In April 1643, he married Kristina Horn (1604-1673), daughter of his former commander Arvid, in 1643, but they had no children prior to his death a year later. Their tomb can be seen in Turku Cathedral.

==Career==
During the first half of the 17th century, Sweden fought a series of expansionist wars against its neighbours. This created a huge demand for soldiers from across Europe, including many Scots like Guthrie, through whom Stålhandske gained a post as page to another Scot in Swedish service, Patrick Ruthven. He served with the latter in Russia during the Ingrian War, and in 1614 accompanied him on a recruiting trip to Scotland.

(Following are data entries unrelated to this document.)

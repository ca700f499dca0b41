//! HTTP client session: one blocking client, base URL and credentials for a run.

use std::time::Duration;

use apiconform_core::{AuthConfig, Config};
use reqwest::blocking::{Client, Request, RequestBuilder, Response};
use reqwest::header::{HeaderMap, HeaderName, HeaderValue};
use serde::Deserialize;
use tracing::{debug, warn};

#[derive(Debug, thiserror::Error)]
pub enum SessionError {
    #[error("HTTP client error: {0}")]
    Client(String),
    #[error("authentication failed: {0}")]
    Auth(String),
}

#[derive(Debug, Clone)]
enum Credentials {
    Basic { username: String, password: String },
    Bearer(String),
}

/// Shared HTTP session. Open once with [`Session::open`], release with [`Session::close`].
#[derive(Debug)]
pub struct Session {
    client: Client,
    base_url: String,
    credentials: Option<Credentials>,
    timeout: Duration,
    response_time_limit: Option<f64>,
    closed: bool,
}

impl Session {
    /// Build the client and, for OAuth2, fetch an access token.
    ///
    /// # Errors
    ///
    /// `Client` for an invalid timeout, header or client setup; `Auth` when the
    /// token endpoint rejects the client credentials.
    pub fn open(config: &Config) -> Result<Self, SessionError> {
        let timeout = Duration::try_from_secs_f64(config.timeout_secs)
            .map_err(|e| SessionError::Client(format!("invalid timeout_secs: {e}")))?;

        let mut headers = HeaderMap::new();
        for (name, value) in &config.headers {
            let name = HeaderName::from_bytes(name.as_bytes())
                .map_err(|e| SessionError::Client(format!("header '{name}': {e}")))?;
            let value = HeaderValue::from_str(value)
                .map_err(|e| SessionError::Client(format!("header '{name}': {e}")))?;
            headers.insert(name, value);
        }

        let client = Client::builder()
            .timeout(timeout)
            .default_headers(headers)
            .danger_accept_invalid_certs(!config.verify_tls)
            .build()
            .map_err(|e| SessionError::Client(e.to_string()))?;

        let credentials = match &config.auth {
            None => None,
            Some(AuthConfig::Basic { username, password }) => Some(Credentials::Basic {
                username: username.clone(),
                password: password.clone(),
            }),
            Some(AuthConfig::Bearer { token }) => Some(Credentials::Bearer(token.clone())),
            Some(AuthConfig::Oauth2 {
                token_url,
                client_id,
                client_secret,
            }) => Some(Credentials::Bearer(fetch_token(
                &client,
                token_url,
                client_id,
                client_secret,
            )?)),
        };

        debug!(base_url = %config.base_url, timeout_secs = config.timeout_secs, "session opened");

        Ok(Self {
            client,
            base_url: config.base_url.clone(),
            credentials,
            timeout,
            response_time_limit: config.response_time_limit,
            closed: false,
        })
    }

    #[must_use]
    pub fn base_url(&self) -> &str {
        &self.base_url
    }

    #[must_use]
    pub fn url(&self, path: &str) -> String {
        format!("{}{path}", self.base_url)
    }

    #[must_use]
    pub const fn timeout(&self) -> Duration {
        self.timeout
    }

    #[must_use]
    pub const fn response_time_limit(&self) -> Option<f64> {
        self.response_time_limit
    }

    /// Build an authorized GET request. Repeated query keys are kept in order.
    ///
    /// # Errors
    ///
    /// The URL could not be built.
    pub fn request(&self, path: &str, query: &[(String, String)]) -> reqwest::Result<Request> {
        let mut builder = self.client.get(self.url(path));
        if !query.is_empty() {
            builder = builder.query(query);
        }
        self.authorize(builder).build()
    }

    /// Send a request built by [`Session::request`].
    ///
    /// # Errors
    ///
    /// Transport failures, including timeouts.
    pub fn execute(&self, request: Request) -> reqwest::Result<Response> {
        self.client.execute(request)
    }

    fn authorize(&self, builder: RequestBuilder) -> RequestBuilder {
        match &self.credentials {
            None => builder,
            Some(Credentials::Basic { username, password }) => {
                builder.basic_auth(username, Some(password))
            }
            Some(Credentials::Bearer(token)) => builder.bearer_auth(token),
        }
    }

    /// Release the session.
    pub fn close(mut self) {
        self.closed = true;
        debug!(base_url = %self.base_url, "session closed");
    }
}

impl Drop for Session {
    fn drop(&mut self) {
        if !self.closed {
            warn!(base_url = %self.base_url, "session dropped without close");
        }
    }
}

fn fetch_token(
    client: &Client,
    token_url: &str,
    client_id: &str,
    client_secret: &str,
) -> Result<String, SessionError> {
    let response = client
        .post(token_url)
        .form(&[
            ("grant_type", "client_credentials"),
            ("client_id", client_id),
            ("client_secret", client_secret),
        ])
        .send()
        .map_err(|e| SessionError::Auth(e.to_string()))?;

    let status = response.status();
    if !status.is_success() {
        return Err(SessionError::Auth(format!(
            "token endpoint returned {}",
            status.as_u16()
        )));
    }

    let token: TokenResponse = response
        .json()
        .map_err(|e| SessionError::Auth(format!("invalid token response: {e}")))?;
    Ok(token.access_token)
}

#[derive(Deserialize)]
struct TokenResponse {
    access_token: String,
}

Stålhandske participated in the Polish–Swedish War (1621–1625), most of which took place in Livonia. When fighting restarted in 1626, he was a major in an infantry regiment commanded by Arvid Horn. Reforms enacted by Gustavus Adolphus included significant upgrades in the quality and numbers of the Swedish horse. As part of this process, in 1627 Stålhandske transferred to a cavalry unit led by Åke Henriksson Tott.

When Sweden entered the Thirty Years' War under Gustavus Adolphus in 1630, Stålhandske was lieutenant-colonel in a regiment of Hakkapeliitta light cavalry. He fought at First Breitenfield in November 1631, became colonel in 1632, and took part in the siege of Nuremberg. His charges helped the Swedes win a narrow victory at Lützen in November 1632, despite the death of Gustavus Adolphus.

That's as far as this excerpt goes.